Sessions 4 and 5: Questions for discussion

Session 4 and 5: Questions for discussion (CU):

What is the postcolonial/ postcolony? Can it be a distinctive category that encompasses the experiences of all postcolonial countries? What is the connection between modernity/ modern state and the postcolony? Is the postcolonial state a variant of modern state, and the modal modern state the western state? How do these various scholars of postcolonialism – Kaviraj, Chatterjee, Mbembe – theorise the state? The question of colonial state and nationalism come back in all these readings: What are the connections between colonial and postcolonial states – is it a straightforward linear trajectory of supersession and fetishisation of western bureaucratic institutions and law, or a contested history of recovering other pasts? How did precolonial institutions or ideologies of rule get incorporated into colonial and postcolonial states? How did anti-colonial nationalist movements reconstitute the modern state? 

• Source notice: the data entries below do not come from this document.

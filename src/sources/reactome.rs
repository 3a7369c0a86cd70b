use crate::domain::ReleaseCadence;
use crate::error::KiraError;
use crate::sources::{DownloadOptions, SourceContext, Staged, VersionedSource};

pub const SOURCE_ID: &str = "reactome";
pub const PATHWAYS_FILE: &str = "ReactomePathways.txt";
pub const HIERARCHY_FILE: &str = "ReactomePathwaysRelation.txt";
pub const UNIPROT_MAPPING_FILE: &str = "UniProt2Reactome.txt";

const BASE_URL: &str = "https://reactome.org/download/current";

pub struct Reactome {
    ctx: SourceContext,
}

impl Reactome {
    pub fn new(ctx: SourceContext) -> Self {
        Self { ctx }
    }
}

impl VersionedSource for Reactome {
    fn id(&self) -> &'static str {
        SOURCE_ID
    }

    fn current_version(&self) -> String {
        ReleaseCadence::Monthly.version_for(self.ctx.today)
    }

    fn latest_local_instance(&self) -> bool {
        self.ctx.is_fresh(SOURCE_ID, &self.current_version(), &[])
    }

    fn download(&self, _options: &DownloadOptions) -> Result<(), KiraError> {
        self.ctx
            .install(SOURCE_ID, &self.current_version(), Vec::new(), |staging| {
                let mut files = Vec::new();
                for file in [PATHWAYS_FILE, HIERARCHY_FILE, UNIPROT_MAPPING_FILE] {
                    let url = format!("{BASE_URL}/{file}");
                    self.ctx.fetch_into(SOURCE_ID, &url, staging, file)?;
                    files.push(file.to_string());
                }
                Ok(Staged {
                    files,
                    upstream_version: None,
                })
            })
    }
}
use tracing::info;

use crate::error::KiraError;
use crate::graph::{Container, NodeRef, NodeSet, Properties, RelationshipSet, Value, props};
use crate::parsers::{Parser, for_each_line, parse_error};
use crate::sources::reactome::{HIERARCHY_FILE, PATHWAYS_FILE, SOURCE_ID, UNIPROT_MAPPING_FILE};
use crate::store::Store;

const PATHWAY_PARSER: &str = "ReactomePathwayParser";
const MAPPING_PARSER: &str = "ReactomeMappingParser";

/// Pathways and the pathway hierarchy.
pub struct ReactomePathwayParser {
    store: Store,
}

impl ReactomePathwayParser {
    pub fn new(store: Store) -> Self {
        Self { store }
    }
}

impl Parser for ReactomePathwayParser {
    fn name(&self) -> &str {
        PATHWAY_PARSER
    }

    fn run(&self) -> Result<Container, KiraError> {
        let pathways_path = self.store.artifact(SOURCE_ID, PATHWAYS_FILE)?;
        let hierarchy_path = self.store.artifact(SOURCE_ID, HIERARCHY_FILE)?;

        let mut pathways = NodeSet::new("Pathway", "sid");
        for_each_line(PATHWAY_PARSER, &pathways_path, |line_no, line| {
            if line.is_empty() {
                return Ok(());
            }
            let cols: Vec<&str> = line.split('\t').collect();
            let [sid, name, species] = cols[..] else {
                return Err(parse_error(
                    PATHWAY_PARSER,
                    line_no,
                    format!("expected 3 columns, found {}", cols.len()),
                ));
            };
            pathways.add_node(props([
                ("sid", sid),
                ("name", name),
                ("species", species),
                ("source", "Reactome"),
            ]))
        })?;

        let mut children = RelationshipSet::new(
            "HAS_CHILD",
            NodeRef::new("Pathway", "sid"),
            NodeRef::new("Pathway", "sid"),
        );
        for_each_line(PATHWAY_PARSER, &hierarchy_path, |line_no, line| {
            if line.is_empty() {
                return Ok(());
            }
            let Some((parent, child)) = line.split_once('\t') else {
                return Err(parse_error(PATHWAY_PARSER, line_no, "expected parent<TAB>child"));
            };
            children.add_relationship(parent, child.trim(), Properties::new());
            Ok(())
        })?;

        info!(
            pathways = pathways.len(),
            hierarchy = children.len(),
            "parsed reactome pathways"
        );
        let mut container = Container::new();
        container.add_nodeset(pathways);
        container.add_relationshipset(children);
        Ok(container)
    }
}

/// Protein membership in pathways. Emits relationships only; both endpoints
/// are produced by other parsers.
pub struct ReactomeMappingParser {
    store: Store,
    species: Vec<String>,
}

impl ReactomeMappingParser {
    pub fn new(store: Store) -> Self {
        Self {
            store,
            species: Vec::new(),
        }
    }

    /// Keeps only mappings for these species. Empty keeps everything.
    pub fn with_species(mut self, species: Vec<String>) -> Self {
        self.species = species;
        self
    }
}

impl Parser for ReactomeMappingParser {
    fn name(&self) -> &str {
        MAPPING_PARSER
    }

    fn run(&self) -> Result<Container, KiraError> {
        let path = self.store.artifact(SOURCE_ID, UNIPROT_MAPPING_FILE)?;
        let mut members = RelationshipSet::new(
            "MEMBER_OF",
            NodeRef::new("Protein", "sid"),
            NodeRef::new("Pathway", "sid"),
        );

        for_each_line(MAPPING_PARSER, &path, |line_no, line| {
            if line.is_empty() {
                return Ok(());
            }
            let cols: Vec<&str> = line.split('\t').collect();
            let [accession, pathway, _url, _name, evidence, species] = cols[..] else {
                return Err(parse_error(
                    MAPPING_PARSER,
                    line_no,
                    format!("expected 6 columns, found {}", cols.len()),
                ));
            };
            if !self.species.is_empty() && !self.species.iter().any(|s| s == species) {
                return Ok(());
            }
            members.add_relationship(
                accession,
                pathway,
                props([("evidence", Value::from(evidence))]),
            );
            Ok(())
        })?;

        info!(memberships = members.len(), "parsed reactome mappings");
        let mut container = Container::new();
        container.add_relationshipset(members);
        Ok(container)
    }
}
use std::fmt;
use std::fs;
use std::path::PathBuf;
use std::time::Duration;

use camino::Utf8PathBuf;
use serde::{Deserialize, Serialize};

use crate::domain::{EdgePolicy, RunMode, TaxId};
use crate::error::KiraError;
use crate::graphdb::RetryPolicy;
use crate::sources::gene_ontology::annotation_file;
use crate::store::Store;

pub const DEFAULT_CONFIG_FILE: &str = "kira-bg.json";

pub const ENV_ROOT_DIR: &str = "ROOT_DIR";
pub const ENV_STORE_URL: &str = "GC_NEO4J_URL";
pub const ENV_STORE_USER: &str = "GC_NEO4J_USER";
pub const ENV_STORE_PASSWORD: &str = "GC_NEO4J_PASSWORD";
pub const ENV_STORE_DATABASE: &str = "GC_NEO4J_DATABASE";
pub const ENV_RUN_MODE: &str = "RUN_MODE";

const DEFAULT_STORE_URL: &str = "http://localhost:7474";
const DEFAULT_STORE_USER: &str = "neo4j";
const DEFAULT_STORE_PASSWORD: &str = "test";
const DEFAULT_STORE_DATABASE: &str = "neo4j";
const DEFAULT_BATCH_SIZE: usize = 1000;
const DEFAULT_FETCH_TIMEOUT_SECS: u64 = 300;
const DEFAULT_STORE_TIMEOUT_SECS: u64 = 60;
const DEFAULT_TAXID: u32 = 9606;
const MAX_BASE_DELAY_MS: u64 = 60_000;

/// On-disk shape of `kira-bg.json`. Every field is optional.
#[derive(Debug, Default, Deserialize, Serialize)]
pub struct Config {
    #[serde(default)]
    pub root_dir: Option<String>,
    #[serde(default)]
    pub run_mode: Option<RunMode>,
    #[serde(default)]
    pub store: StoreSection,
    #[serde(default)]
    pub edge_policy: Option<EdgePolicy>,
    #[serde(default)]
    pub abort_on_parser_failure: Option<bool>,
    #[serde(default)]
    pub workers: Option<usize>,
    #[serde(default)]
    pub batch_size: Option<usize>,
    #[serde(default)]
    pub retry: RetrySection,
    #[serde(default)]
    pub fetch_timeout_secs: Option<u64>,
    #[serde(default)]
    pub store_timeout_secs: Option<u64>,
    #[serde(default)]
    pub taxids: Vec<String>,
}

#[derive(Debug, Default, Deserialize, Serialize)]
pub struct StoreSection {
    #[serde(default)]
    pub url: Option<String>,
    #[serde(default)]
    pub user: Option<String>,
    #[serde(default)]
    pub password: Option<String>,
    #[serde(default)]
    pub database: Option<String>,
}

#[derive(Debug, Default, Deserialize, Serialize)]
pub struct RetrySection {
    #[serde(default)]
    pub max_attempts: Option<u32>,
    #[serde(default)]
    pub base_delay_ms: Option<u64>,
}

/// Connection settings for the target graph store.
#[derive(Clone, PartialEq, Eq)]
pub struct StoreConfig {
    pub url: String,
    pub user: String,
    pub password: String,
    pub database: String,
}

impl fmt::Debug for StoreConfig {
    fn fmt(&self, f: &mut fmt::Formatter<'_>) -> fmt::Result {
        f.debug_struct("StoreConfig")
            .field("url", &self.url)
            .field("user", &self.user)
            .field("password", &"<redacted>")
            .field("database", &self.database)
            .finish()
    }
}

/// Fully resolved settings for one pipeline run.
#[derive(Debug, Clone)]
pub struct RunConfig {
    pub root_dir: Utf8PathBuf,
    pub store: StoreConfig,
    pub run_mode: RunMode,
    pub edge_policy: EdgePolicy,
    pub abort_on_parser_failure: bool,
    pub workers: usize,
    pub batch_size: usize,
    pub retry: RetryPolicy,
    pub fetch_timeout: Duration,
    pub store_timeout: Duration,
    pub taxids: Vec<TaxId>,
}

impl RunConfig {
    /// Defaults rooted at `root_dir`, ignoring file and environment.
    pub fn with_root(root_dir: Utf8PathBuf) -> Self {
        Self {
            root_dir,
            store: StoreConfig {
                url: DEFAULT_STORE_URL.to_string(),
                user: DEFAULT_STORE_USER.to_string(),
                password: DEFAULT_STORE_PASSWORD.to_string(),
                database: DEFAULT_STORE_DATABASE.to_string(),
            },
            run_mode: RunMode::default(),
            edge_policy: EdgePolicy::default(),
            abort_on_parser_failure: false,
            workers: 1,
            batch_size: DEFAULT_BATCH_SIZE,
            retry: RetryPolicy::default(),
            fetch_timeout: Duration::from_secs(DEFAULT_FETCH_TIMEOUT_SECS),
            store_timeout: Duration::from_secs(DEFAULT_STORE_TIMEOUT_SECS),
            taxids: vec![TaxId::new(DEFAULT_TAXID)],
        }
    }

    pub fn artifact_store(&self) -> Store {
        Store::new(self.root_dir.clone())
    }
}

pub struct ConfigLoader;

impl ConfigLoader {
    /// Reads the config file, then applies the process environment.
    pub fn resolve(path: Option<&str>) -> Result<RunConfig, KiraError> {
        let config = Self::load(path)?;
        Self::resolve_with_env(config, |name| std::env::var(name).ok())
    }

    /// An explicit `path` must exist; the default file is optional.
    pub fn load(path: Option<&str>) -> Result<Config, KiraError> {
        let config_path = PathBuf::from(path.unwrap_or(DEFAULT_CONFIG_FILE));
        if path.is_none() && !config_path.exists() {
            return Ok(Config::default());
        }

        let content = fs::read_to_string(&config_path)
            .map_err(|_| KiraError::ConfigRead(config_path.clone()))?;
        serde_json::from_str(&content).map_err(|err| KiraError::ConfigParse(err.to_string()))
    }

    pub fn resolve_with_env<E>(config: Config, env: E) -> Result<RunConfig, KiraError>
    where
        E: Fn(&str) -> Option<String>,
    {
        let env = |name: &str| env(name).filter(|value| !value.trim().is_empty());

        let root_dir = match env(ENV_ROOT_DIR).or(config.root_dir) {
            Some(dir) => Utf8PathBuf::from(dir),
            None => Store::default_root()?,
        };
        let mut resolved = RunConfig::with_root(root_dir);

        let section = config.store;
        if let Some(url) = env(ENV_STORE_URL).or(section.url) {
            resolved.store.url = validate_store_url(url)?;
        }
        if let Some(user) = env(ENV_STORE_USER).or(section.user) {
            resolved.store.user = user;
        }
        if let Some(password) = env(ENV_STORE_PASSWORD).or(section.password) {
            resolved.store.password = password;
        }
        if let Some(database) = env(ENV_STORE_DATABASE).or(section.database) {
            resolved.store.database = database;
        }

        resolved.run_mode = match env(ENV_RUN_MODE) {
            Some(mode) => mode.parse()?,
            None => config.run_mode.unwrap_or_default(),
        };
        resolved.edge_policy = config.edge_policy.unwrap_or_default();
        resolved.abort_on_parser_failure = config.abort_on_parser_failure.unwrap_or(false);

        if let Some(workers) = config.workers {
            resolved.workers = positive("workers", workers)?;
        }
        if let Some(batch_size) = config.batch_size {
            resolved.batch_size = positive("batch_size", batch_size)?;
        }
        if let Some(max_attempts) = config.retry.max_attempts {
            resolved.retry.max_attempts = positive("retry.max_attempts", max_attempts)?;
        }
        if let Some(delay) = config.retry.base_delay_ms {
            if delay > MAX_BASE_DELAY_MS {
                return Err(KiraError::ConfigValue {
                    field: "retry.base_delay_ms".to_string(),
                    message: format!("must be at most {MAX_BASE_DELAY_MS}"),
                });
            }
            resolved.retry.base_delay = Duration::from_millis(delay);
        }
        if let Some(secs) = config.fetch_timeout_secs {
            resolved.fetch_timeout = Duration::from_secs(positive("fetch_timeout_secs", secs)?);
        }
        if let Some(secs) = config.store_timeout_secs {
            resolved.store_timeout = Duration::from_secs(positive("store_timeout_secs", secs)?);
        }

        if !config.taxids.is_empty() {
            let mut taxids = Vec::with_capacity(config.taxids.len());
            for raw in &config.taxids {
                let taxid: TaxId = raw.parse()?;
                annotation_file(taxid)?;
                if !taxids.contains(&taxid) {
                    taxids.push(taxid);
                }
            }
            resolved.taxids = taxids;
        }

        Ok(resolved)
    }
}

fn positive<T: Default + PartialEq>(field: &str, value: T) -> Result<T, KiraError> {
    if value == T::default() {
        return Err(KiraError::ConfigValue {
            field: field.to_string(),
            message: "must be at least 1".to_string(),
        });
    }
    Ok(value)
}

fn validate_store_url(url: String) -> Result<String, KiraError> {
    if url.starts_with("http://") || url.starts_with("https://") {
        return Ok(url);
    }
    let message = if url.starts_with("bolt") || url.starts_with("neo4j") {
        "only the HTTP endpoint is supported (e.g. http://localhost:7474)".to_string()
    } else {
        "expected an http:// or https:// URL".to_string()
    };
    Err(KiraError::ConfigValue {
        field: "store.url".to_string(),
        message,
    })
}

Theorising and studying the postcolonial state:
What is the role of imagination and ideology in the formation and reproduction of postcolonial states and modes of power? What are the symbolic, ritual, and bureaucratic practices that create the idea and power of the state in the postcolony? In their focus on the work of imagination, spectacle, and symbolic languages and practices of 'stateness', through which the state and its authority are brought into being, how has the work of anthropologists been informed by, and gone beyond, Althusser's theory of ideological state apparatus and Gramsci's concept of hegemony? According to Hansen and Stepputat, what are the main questions about the constitution of the state that we should address, and what are sites and methods through which we can study the state ethnographically?